##### Given records #####

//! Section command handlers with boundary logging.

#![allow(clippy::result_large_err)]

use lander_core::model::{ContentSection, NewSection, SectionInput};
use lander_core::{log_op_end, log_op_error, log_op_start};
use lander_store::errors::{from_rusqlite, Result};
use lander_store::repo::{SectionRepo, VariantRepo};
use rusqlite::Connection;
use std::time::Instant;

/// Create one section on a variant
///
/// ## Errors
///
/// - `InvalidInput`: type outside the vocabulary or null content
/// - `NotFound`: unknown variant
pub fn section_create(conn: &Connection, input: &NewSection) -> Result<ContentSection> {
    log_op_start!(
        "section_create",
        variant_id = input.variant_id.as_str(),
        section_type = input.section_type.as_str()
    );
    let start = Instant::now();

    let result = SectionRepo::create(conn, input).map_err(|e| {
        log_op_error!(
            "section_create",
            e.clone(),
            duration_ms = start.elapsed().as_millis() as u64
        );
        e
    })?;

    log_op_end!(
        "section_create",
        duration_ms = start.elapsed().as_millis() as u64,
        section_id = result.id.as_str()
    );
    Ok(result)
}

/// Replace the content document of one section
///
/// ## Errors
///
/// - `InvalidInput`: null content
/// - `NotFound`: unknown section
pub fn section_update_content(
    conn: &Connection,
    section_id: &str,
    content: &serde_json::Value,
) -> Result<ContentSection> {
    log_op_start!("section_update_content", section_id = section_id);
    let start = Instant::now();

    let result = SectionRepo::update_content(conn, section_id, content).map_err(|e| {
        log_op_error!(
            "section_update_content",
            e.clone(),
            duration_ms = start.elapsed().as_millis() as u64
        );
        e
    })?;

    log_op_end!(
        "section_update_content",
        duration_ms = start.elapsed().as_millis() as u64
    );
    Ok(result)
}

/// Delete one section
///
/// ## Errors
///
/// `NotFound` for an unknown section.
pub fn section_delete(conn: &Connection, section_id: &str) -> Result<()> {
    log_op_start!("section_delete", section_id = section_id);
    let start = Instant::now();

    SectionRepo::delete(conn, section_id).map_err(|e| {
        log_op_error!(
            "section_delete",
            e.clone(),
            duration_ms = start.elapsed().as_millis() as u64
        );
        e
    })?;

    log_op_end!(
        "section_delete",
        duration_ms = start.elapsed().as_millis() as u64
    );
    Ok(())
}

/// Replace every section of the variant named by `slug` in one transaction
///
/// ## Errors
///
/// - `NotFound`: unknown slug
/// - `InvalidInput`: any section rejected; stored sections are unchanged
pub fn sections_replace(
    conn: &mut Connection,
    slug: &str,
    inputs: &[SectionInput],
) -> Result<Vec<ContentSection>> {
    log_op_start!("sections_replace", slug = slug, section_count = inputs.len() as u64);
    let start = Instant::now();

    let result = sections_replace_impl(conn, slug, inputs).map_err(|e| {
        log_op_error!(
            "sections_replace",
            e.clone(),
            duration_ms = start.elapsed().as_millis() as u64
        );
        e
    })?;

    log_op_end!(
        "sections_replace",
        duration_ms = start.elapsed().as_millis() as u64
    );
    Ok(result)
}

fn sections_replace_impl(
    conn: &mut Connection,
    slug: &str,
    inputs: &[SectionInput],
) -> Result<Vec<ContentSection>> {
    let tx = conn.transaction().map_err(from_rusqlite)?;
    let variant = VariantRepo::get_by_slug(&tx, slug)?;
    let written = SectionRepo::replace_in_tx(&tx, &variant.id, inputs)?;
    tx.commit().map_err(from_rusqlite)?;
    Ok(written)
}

#####

Problem description:
If a line in the records above has the word "written", copy it out.

Answer to this problem:
    let written = SectionRepo::replace_in_tx(&tx, &variant.id, inputs)?;
    Ok(written)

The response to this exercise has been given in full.